Cependant, d’autres documents auxquels l’équipe juridique du plaignant a fait référence lors de son témoignage ont souligné l’intérêt croissant d’Instagram pour la population des préadolescents et des adolescents, avec des courriels écrits par un ancien chef de produit allant même jusqu’à dire : « L’objectif global de notre entreprise est de consacrer le temps total aux adolescents » et que « Mark a décidé que la priorité absolue de l’entreprise au premier semestre 2017 était les adolescents ». Un autre paysage de marché en décembre 2018 a également révélé que les préadolescents constituaient le « groupe d’âge le plus élevé en matière de rétention » aux États-Unis, ce qui suggère que l’entreprise s’intéressait à la démographie.
Un autre e-mail, rédigé par Nick Clegg, conseiller de Zuckerberg, qui a quitté l’entreprise l’année dernière, soulignait que les conditions d’âge d’Instagram étaient fondamentalement « inapplicables ».
Même s’il savait qu’il y avait des utilisateurs mineurs sur sa plateforme, Instagram n’a pris aucune mesure pour s’adresser à ses utilisateurs mineurs existants avant août 2021, lorsqu’il a commencé à exiger des utilisateurs qu’ils saisissent leur date de naissance, ont fait valoir les avocats du plaignant. (Meta a répondu qu’elle avait cependant commencé à demander des âges lors de l’inscription en 2019 pour les nouveaux utilisateurs.)

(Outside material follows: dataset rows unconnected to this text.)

//! ISD 构建：时间解析与样式级联的编排。
//!
//! 单次 [`Isd::from_model`] 对共享文档只读，这使得按时间点的并行
//! 扇出天然安全：每个工作单元独享自己的输出 ISD 和级联缓存，彼此
//! 之间没有可变共享状态，也不需要锁。文档的修改（过滤器）与 ISD
//! 生成是互斥的两个阶段，由调用方纪律保证。

use std::collections::{BTreeMap, BTreeSet};

use rayon::prelude::*;
use tracing::{debug, warn};

use super::cascade::StyleResolver;
use super::{Isd, IsdElement, IsdElementKind, IsdRegion};
use crate::model::{ContentDocument, ElementId, ElementKind};
use crate::style::value::{DisplayMode, StyleValue};
use crate::style::StyleProperty;
use crate::time::TimeOffset;
use crate::timing::ResolvedTiming;

use strum::IntoEnumIterator;

impl Isd {
    /// 生成文档在 `offset` 瞬间的完全解析快照。
    ///
    /// 纯函数：不修改文档，重复调用产出结构与值完全相等的 ISD。
    #[must_use]
    pub fn from_model(doc: &ContentDocument, offset: TimeOffset) -> Self {
        let timing = ResolvedTiming::resolve(doc);
        Self::build(doc, &timing, offset)
    }

    /// 同 [`Isd::from_model`]，但复用调用方已有的时间解析结果。
    ///
    /// 自行按多个时间点循环构建快照的调用方可以用它省掉每次调用的
    /// 整树时间解析；`timing` 必须解析自同一份未经修改的文档。
    #[must_use]
    pub fn from_model_with_timing(
        doc: &ContentDocument,
        timing: &ResolvedTiming,
        offset: TimeOffset,
    ) -> Self {
        Self::build(doc, timing, offset)
    }

    /// 枚举文档的全部显著时间点：任何元素激活区间的起点或终点，以及
    /// 动画步的边界。升序去重；文档非空时恒包含 0。
    ///
    /// 相邻两个显著时间点之间 ISD 不变。有理数比较是精确的，不做
    /// 邻近合并。
    #[must_use]
    pub fn significant_times(doc: &ContentDocument) -> Vec<TimeOffset> {
        let timing = ResolvedTiming::resolve(doc);
        collect_significant_times(doc, &timing)
    }

    /// 在每个显著时间点上各生成一个 ISD，覆盖整条文档时间轴。
    ///
    /// 每个时间点代表它所开启的不变窗口。`multithreaded` 为真时按
    /// 时间点做 fork-join 扇出，结果仍按时间点升序重组；两条路径
    /// 对任何输入产出完全相同的序列，单线程路径是语义基准。
    #[must_use]
    pub fn generate_isd_sequence(
        doc: &ContentDocument,
        multithreaded: bool,
    ) -> Vec<(TimeOffset, Self)> {
        let timing = ResolvedTiming::resolve(doc);
        let times = collect_significant_times(doc, &timing);
        debug!(
            count = times.len(),
            multithreaded, "在显著时间点上生成 ISD 序列"
        );
        if multithreaded {
            // rayon 的 collect 按输入顺序重组，与完成顺序无关
            times
                .par_iter()
                .map(|t| (*t, Self::build(doc, &timing, *t)))
                .collect()
        } else {
            times
                .iter()
                .map(|t| (*t, Self::build(doc, &timing, *t)))
                .collect()
        }
    }

    /// 在既有的时间解析结果上构建单个瞬间的快照。
    fn build(doc: &ContentDocument, timing: &ResolvedTiming, offset: TimeOffset) -> Self {
        let mut regions = BTreeMap::new();
        for (region_id, region_el) in doc.regions() {
            let Some(region_interval) = timing.interval(region_el) else {
                continue;
            };
            if !region_interval.contains(offset) {
                continue;
            }
            // 级联缓存的作用域是一个区域上下文
            let resolver = StyleResolver::new(doc, timing, offset, region_el);
            let styles = computed_styles(doc, &resolver, region_el);
            let contents = doc
                .body()
                .and_then(|body| copy_content(doc, timing, &resolver, body, None, region_id, offset));
            regions.insert(
                region_id.to_string(),
                IsdRegion {
                    id: region_id.to_string(),
                    styles,
                    contents: contents.into_iter().collect(),
                },
            );
        }
        Self { offset, regions }
    }
}

fn collect_significant_times(doc: &ContentDocument, timing: &ResolvedTiming) -> Vec<TimeOffset> {
    let mut times = BTreeSet::new();
    if doc.has_content() {
        times.insert(TimeOffset::ZERO);
    }
    for (id, interval) in timing.active_intervals() {
        times.insert(interval.begin);
        if let Some(end) = interval.end {
            times.insert(end);
        }
        let Some(el) = doc.get(id) else { continue };
        for step in el.animations() {
            let begin = interval.begin + step.begin.unwrap_or(TimeOffset::ZERO);
            if interval.contains(begin) {
                times.insert(begin);
            }
            if let Some(end) = step.end {
                let end = interval.begin + end;
                if interval.contains(end) || interval.end == Some(end) {
                    times.insert(end);
                }
            }
        }
    }
    times.into_iter().collect()
}

/// 递归复制一个内容子树到 ISD：保持子节点顺序，样式全部物化为计算值，
/// 没有可呈现叶子的子树整体裁剪。
fn copy_content(
    doc: &ContentDocument,
    timing: &ResolvedTiming,
    resolver: &StyleResolver<'_>,
    id: ElementId,
    inherited_region: Option<&str>,
    target_region: &str,
    offset: TimeOffset,
) -> Option<IsdElement> {
    let el = doc.get(id)?;
    let interval = timing.interval(id)?;
    if !interval.contains(offset) {
        return None;
    }
    if let Some(region_ref) = el.region_ref() {
        if doc.region(region_ref).is_none() {
            // 引用不存在的区域按"永不呈现"降级，不中止整个文档
            warn!(
                element = el.kind().name(),
                region = region_ref,
                "元素引用了不存在的区域，排除出 ISD"
            );
            return None;
        }
        if region_ref != target_region {
            return None;
        }
    }
    let assoc = el.region_ref().or(inherited_region);

    match el.kind() {
        ElementKind::Text { text } => {
            if assoc != Some(target_region) || text.is_empty() {
                return None;
            }
            Some(IsdElement {
                kind: IsdElementKind::Text,
                text: Some(text.clone()),
                styles: BTreeMap::new(),
                children: Vec::new(),
                source: Some(id),
            })
        }
        ElementKind::Br => {
            if assoc != Some(target_region) {
                return None;
            }
            let styles = computed_styles(doc, resolver, id);
            if is_display_none(&styles) {
                return None;
            }
            Some(IsdElement {
                kind: IsdElementKind::Br,
                text: None,
                styles,
                children: Vec::new(),
                source: Some(id),
            })
        }
        ElementKind::Region { .. } => None,
        kind => {
            let styles = computed_styles(doc, resolver, id);
            if is_display_none(&styles) {
                return None;
            }
            let children: Vec<IsdElement> = el
                .children()
                .iter()
                .filter_map(|child| {
                    copy_content(doc, timing, resolver, *child, assoc, target_region, offset)
                })
                .collect();
            // 没有存活后代的元素不输出空壳
            if children.is_empty() {
                return None;
            }
            Some(IsdElement {
                kind: match kind {
                    ElementKind::Body => IsdElementKind::Body,
                    ElementKind::Div => IsdElementKind::Div,
                    ElementKind::P => IsdElementKind::P,
                    _ => IsdElementKind::Span,
                },
                text: None,
                styles,
                children,
                source: Some(id),
            })
        }
    }
}

/// 物化一个元素的全部适用属性。
fn computed_styles(
    doc: &ContentDocument,
    resolver: &StyleResolver<'_>,
    id: ElementId,
) -> BTreeMap<StyleProperty, StyleValue> {
    let Some(el) = doc.get(id) else {
        return BTreeMap::new();
    };
    let mask = el.kind().mask();
    StyleProperty::iter()
        .filter(|prop| prop.applies_to().contains(mask))
        .filter_map(|prop| resolver.computed(id, prop).map(|value| (prop, value)))
        .collect()
}

fn is_display_none(styles: &BTreeMap<StyleProperty, StyleValue>) -> bool {
    matches!(
        styles.get(&StyleProperty::Display),
        Some(StyleValue::Display(DisplayMode::None))
    )
}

Bien qu’Instagram ait récemment déployé une série de protections pour les adolescents et de contrôles parentaux, l’accent reste mis sur la population jeune. D’autres documents internes référencés dans ce témoignage indiquent que l’espoir actuel de Meta est qu’Instagram devienne la plus grande destination pour adolescents en termes d’utilisateurs actifs mensuels aux États-Unis et dans le monde cette année.
Si vous ou quelqu’un que vous connaissez envisagez de vous suicider ou avez besoin de parler, il y a des gens qui veulent vous aider. Appelez ou envoyez un SMS au 988 pour joindre la National Suicide Prevention Lifeline.